>>>
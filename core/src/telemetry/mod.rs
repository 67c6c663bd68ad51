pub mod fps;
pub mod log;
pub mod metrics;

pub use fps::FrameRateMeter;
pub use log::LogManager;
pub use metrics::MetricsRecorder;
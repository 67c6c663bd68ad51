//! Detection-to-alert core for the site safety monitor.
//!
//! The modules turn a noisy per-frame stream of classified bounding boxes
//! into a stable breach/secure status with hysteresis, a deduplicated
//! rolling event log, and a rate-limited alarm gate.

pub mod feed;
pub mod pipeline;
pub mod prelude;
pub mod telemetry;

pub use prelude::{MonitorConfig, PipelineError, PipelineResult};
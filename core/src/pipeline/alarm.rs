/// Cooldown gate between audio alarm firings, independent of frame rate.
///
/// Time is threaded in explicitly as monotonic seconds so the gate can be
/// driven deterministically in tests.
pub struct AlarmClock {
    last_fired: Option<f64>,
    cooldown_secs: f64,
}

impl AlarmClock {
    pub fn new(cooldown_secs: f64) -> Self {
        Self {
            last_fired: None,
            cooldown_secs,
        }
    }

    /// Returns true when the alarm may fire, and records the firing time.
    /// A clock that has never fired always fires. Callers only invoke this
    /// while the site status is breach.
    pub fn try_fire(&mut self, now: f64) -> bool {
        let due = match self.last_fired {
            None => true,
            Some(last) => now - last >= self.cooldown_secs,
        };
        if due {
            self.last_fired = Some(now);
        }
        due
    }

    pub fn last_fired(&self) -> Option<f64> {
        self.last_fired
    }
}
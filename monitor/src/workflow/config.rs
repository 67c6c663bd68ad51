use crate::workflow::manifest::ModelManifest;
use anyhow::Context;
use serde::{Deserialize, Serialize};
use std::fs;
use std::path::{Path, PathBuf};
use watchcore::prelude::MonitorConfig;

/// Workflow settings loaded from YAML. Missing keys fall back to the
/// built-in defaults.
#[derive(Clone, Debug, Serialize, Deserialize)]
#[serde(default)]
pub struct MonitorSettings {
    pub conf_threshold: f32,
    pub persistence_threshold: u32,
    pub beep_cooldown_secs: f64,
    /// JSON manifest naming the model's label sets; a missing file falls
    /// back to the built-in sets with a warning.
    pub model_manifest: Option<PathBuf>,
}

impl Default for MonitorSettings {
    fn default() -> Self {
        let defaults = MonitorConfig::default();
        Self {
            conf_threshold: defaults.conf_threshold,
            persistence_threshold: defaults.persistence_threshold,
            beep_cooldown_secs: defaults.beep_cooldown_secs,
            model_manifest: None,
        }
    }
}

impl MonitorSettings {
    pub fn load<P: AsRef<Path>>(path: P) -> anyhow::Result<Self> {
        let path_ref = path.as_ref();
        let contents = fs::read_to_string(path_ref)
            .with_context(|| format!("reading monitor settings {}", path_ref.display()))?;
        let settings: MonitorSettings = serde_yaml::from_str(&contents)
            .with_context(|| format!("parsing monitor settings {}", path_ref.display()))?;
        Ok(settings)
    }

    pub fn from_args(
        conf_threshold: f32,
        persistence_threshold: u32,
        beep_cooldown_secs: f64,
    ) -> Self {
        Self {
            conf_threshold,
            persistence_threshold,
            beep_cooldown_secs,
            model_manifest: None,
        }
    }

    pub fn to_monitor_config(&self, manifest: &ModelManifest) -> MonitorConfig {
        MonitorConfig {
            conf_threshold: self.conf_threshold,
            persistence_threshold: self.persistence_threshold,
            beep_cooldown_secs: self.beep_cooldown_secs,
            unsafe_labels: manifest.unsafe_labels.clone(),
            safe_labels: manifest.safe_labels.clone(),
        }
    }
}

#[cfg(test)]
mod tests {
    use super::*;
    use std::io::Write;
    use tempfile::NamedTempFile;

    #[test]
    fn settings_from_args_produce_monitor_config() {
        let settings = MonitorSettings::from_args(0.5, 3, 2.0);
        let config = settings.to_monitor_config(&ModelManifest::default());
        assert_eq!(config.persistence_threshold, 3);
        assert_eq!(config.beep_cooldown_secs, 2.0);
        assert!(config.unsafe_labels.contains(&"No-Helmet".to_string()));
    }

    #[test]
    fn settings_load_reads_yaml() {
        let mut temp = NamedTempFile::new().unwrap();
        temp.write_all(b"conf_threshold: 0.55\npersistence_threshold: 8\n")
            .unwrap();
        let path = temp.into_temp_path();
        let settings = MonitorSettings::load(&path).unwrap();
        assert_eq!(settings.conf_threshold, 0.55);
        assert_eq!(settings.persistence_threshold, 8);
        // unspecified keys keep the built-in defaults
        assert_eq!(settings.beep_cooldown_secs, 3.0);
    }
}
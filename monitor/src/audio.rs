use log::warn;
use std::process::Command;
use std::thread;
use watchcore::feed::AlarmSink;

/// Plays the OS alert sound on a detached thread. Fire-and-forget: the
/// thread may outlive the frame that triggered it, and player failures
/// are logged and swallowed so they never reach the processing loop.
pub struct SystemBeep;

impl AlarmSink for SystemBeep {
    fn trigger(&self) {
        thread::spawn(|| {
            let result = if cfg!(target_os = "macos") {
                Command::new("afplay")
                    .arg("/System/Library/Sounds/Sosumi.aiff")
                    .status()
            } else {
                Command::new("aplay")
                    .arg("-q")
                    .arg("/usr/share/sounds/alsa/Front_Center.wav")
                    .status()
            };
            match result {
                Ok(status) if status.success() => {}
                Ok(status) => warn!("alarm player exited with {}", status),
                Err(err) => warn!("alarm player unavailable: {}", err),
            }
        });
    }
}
<<<
*Aim of the task*
Among the entries above, tally each line with the string "MonitorConfig" and state that figure only.

*Written answer*
5